DATA FOR REVIEW:

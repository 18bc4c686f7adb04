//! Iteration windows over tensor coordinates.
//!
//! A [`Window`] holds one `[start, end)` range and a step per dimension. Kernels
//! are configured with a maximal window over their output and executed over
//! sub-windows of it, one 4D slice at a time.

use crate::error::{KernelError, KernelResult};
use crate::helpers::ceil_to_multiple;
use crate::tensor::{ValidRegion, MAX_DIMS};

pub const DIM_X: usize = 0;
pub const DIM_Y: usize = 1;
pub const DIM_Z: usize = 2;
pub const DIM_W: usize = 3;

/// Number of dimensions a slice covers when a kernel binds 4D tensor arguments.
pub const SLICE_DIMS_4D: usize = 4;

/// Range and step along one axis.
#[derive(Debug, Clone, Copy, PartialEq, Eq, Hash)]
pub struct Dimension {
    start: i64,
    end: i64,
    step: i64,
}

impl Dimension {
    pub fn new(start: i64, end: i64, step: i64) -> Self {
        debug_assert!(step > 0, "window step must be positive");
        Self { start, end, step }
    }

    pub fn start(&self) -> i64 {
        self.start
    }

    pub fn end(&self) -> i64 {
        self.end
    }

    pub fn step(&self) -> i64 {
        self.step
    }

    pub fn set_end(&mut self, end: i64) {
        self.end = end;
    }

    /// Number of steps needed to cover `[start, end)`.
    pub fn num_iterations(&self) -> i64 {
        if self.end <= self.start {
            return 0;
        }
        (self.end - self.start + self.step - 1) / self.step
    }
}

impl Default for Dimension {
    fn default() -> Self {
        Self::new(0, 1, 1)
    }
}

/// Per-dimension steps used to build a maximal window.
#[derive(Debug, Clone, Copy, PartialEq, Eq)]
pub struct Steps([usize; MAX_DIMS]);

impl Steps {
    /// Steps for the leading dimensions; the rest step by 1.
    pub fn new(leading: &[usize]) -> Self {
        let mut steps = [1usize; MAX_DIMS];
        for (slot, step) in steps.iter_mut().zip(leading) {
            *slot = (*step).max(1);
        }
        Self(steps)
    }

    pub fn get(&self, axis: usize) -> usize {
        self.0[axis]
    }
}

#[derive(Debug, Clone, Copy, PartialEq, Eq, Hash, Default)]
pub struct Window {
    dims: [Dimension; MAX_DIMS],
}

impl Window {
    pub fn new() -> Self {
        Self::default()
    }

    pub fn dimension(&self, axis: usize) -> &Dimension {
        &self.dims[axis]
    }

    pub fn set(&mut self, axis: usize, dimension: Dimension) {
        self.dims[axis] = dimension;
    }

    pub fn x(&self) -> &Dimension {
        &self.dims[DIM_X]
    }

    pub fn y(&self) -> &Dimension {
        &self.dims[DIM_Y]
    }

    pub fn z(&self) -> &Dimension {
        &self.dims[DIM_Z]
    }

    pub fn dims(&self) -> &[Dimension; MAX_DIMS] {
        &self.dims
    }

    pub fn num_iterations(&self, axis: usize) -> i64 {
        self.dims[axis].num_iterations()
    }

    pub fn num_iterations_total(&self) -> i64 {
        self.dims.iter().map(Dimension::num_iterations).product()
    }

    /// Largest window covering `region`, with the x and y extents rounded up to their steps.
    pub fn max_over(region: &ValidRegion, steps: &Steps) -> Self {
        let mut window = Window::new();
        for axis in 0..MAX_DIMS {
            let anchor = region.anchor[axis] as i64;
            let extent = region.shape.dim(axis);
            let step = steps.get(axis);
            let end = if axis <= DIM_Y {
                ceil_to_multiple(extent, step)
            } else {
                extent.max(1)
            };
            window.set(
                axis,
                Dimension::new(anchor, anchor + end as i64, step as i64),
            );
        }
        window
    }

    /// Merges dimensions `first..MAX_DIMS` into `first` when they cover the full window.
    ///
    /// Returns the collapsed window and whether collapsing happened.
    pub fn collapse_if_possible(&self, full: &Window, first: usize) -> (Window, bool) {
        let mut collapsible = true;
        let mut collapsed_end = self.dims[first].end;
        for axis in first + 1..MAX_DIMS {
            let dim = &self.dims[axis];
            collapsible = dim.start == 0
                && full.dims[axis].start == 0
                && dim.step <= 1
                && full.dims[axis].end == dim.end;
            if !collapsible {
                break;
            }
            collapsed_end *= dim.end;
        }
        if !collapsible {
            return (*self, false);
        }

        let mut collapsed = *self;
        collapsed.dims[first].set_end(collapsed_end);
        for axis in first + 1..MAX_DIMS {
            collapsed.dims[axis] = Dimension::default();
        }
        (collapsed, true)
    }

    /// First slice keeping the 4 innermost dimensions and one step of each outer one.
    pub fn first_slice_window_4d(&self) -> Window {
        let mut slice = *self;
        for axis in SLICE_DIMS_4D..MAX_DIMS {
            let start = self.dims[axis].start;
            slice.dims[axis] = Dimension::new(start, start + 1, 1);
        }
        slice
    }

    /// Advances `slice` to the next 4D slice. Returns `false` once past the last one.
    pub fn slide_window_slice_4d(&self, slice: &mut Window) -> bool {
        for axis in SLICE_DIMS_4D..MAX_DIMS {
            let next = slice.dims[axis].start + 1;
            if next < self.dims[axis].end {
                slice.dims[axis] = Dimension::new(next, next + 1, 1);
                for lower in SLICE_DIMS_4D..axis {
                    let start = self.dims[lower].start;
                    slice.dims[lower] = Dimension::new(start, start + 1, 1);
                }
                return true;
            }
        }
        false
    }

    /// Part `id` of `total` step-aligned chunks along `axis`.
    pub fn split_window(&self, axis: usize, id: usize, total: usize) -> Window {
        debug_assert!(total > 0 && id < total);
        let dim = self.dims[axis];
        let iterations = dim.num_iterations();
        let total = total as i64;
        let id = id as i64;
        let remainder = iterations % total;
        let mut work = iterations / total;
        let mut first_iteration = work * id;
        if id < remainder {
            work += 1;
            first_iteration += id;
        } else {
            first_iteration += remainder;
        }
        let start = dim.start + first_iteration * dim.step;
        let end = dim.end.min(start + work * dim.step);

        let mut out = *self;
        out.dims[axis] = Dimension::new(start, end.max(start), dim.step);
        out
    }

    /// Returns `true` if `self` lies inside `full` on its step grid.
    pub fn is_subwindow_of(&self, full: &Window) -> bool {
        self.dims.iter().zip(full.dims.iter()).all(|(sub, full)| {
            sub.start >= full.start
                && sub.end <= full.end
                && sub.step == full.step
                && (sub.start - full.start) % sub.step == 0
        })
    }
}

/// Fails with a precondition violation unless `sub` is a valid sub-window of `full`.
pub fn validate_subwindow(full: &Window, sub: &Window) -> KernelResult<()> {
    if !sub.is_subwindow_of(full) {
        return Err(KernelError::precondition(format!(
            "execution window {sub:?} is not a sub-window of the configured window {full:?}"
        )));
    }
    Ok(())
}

--

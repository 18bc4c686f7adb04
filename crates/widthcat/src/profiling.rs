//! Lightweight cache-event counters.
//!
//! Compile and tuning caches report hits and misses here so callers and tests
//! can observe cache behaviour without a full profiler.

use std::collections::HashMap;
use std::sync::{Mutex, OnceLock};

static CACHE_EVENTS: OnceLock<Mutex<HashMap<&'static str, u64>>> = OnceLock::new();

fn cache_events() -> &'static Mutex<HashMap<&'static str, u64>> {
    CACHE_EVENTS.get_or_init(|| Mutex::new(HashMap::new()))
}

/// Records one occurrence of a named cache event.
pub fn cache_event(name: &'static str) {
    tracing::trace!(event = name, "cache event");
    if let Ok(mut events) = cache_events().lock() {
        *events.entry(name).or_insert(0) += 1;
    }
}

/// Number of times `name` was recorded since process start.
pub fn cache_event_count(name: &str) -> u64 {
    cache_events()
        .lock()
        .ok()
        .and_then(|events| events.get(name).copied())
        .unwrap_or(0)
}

--

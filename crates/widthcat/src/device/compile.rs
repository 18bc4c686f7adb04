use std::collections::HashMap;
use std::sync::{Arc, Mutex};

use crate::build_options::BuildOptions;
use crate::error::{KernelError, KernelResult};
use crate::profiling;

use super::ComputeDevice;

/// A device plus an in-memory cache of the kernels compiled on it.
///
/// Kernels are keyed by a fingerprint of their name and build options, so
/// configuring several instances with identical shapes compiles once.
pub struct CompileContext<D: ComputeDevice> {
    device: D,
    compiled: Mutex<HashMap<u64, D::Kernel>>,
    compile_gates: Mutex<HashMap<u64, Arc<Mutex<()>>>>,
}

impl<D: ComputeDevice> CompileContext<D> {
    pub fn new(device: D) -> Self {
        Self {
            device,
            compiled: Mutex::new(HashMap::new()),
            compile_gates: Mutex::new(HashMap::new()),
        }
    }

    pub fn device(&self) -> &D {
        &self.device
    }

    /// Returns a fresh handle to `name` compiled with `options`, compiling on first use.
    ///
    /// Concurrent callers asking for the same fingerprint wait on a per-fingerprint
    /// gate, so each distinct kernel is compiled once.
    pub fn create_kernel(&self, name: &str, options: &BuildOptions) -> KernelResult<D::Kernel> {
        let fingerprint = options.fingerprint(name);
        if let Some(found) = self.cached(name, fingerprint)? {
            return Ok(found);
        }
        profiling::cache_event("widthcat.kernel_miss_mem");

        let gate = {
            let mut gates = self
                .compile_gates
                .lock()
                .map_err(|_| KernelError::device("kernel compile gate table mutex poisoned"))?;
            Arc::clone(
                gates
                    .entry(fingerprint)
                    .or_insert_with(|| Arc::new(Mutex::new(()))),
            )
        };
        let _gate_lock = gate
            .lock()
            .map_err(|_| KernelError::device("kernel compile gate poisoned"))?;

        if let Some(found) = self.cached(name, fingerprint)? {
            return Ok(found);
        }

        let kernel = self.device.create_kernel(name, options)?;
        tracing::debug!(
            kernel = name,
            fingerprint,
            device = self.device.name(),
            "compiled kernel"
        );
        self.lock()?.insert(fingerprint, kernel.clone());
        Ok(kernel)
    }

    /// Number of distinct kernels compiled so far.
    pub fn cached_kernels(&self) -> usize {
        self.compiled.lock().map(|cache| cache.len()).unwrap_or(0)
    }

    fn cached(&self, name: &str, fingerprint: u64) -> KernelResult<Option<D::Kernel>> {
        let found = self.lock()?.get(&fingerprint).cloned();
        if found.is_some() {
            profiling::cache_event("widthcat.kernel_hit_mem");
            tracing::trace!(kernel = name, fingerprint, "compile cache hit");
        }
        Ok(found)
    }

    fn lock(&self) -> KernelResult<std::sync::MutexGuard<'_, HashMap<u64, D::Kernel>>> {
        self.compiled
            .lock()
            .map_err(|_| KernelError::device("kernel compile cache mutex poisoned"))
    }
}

WHAT YOU NEED TO DO:
Copy every line of the entries above in which "ComputeDevice" occurs.

OUTPUT OF THE TASK:
use super::ComputeDevice;
pub struct CompileContext<D: ComputeDevice> {
impl<D: ComputeDevice> CompileContext<D> {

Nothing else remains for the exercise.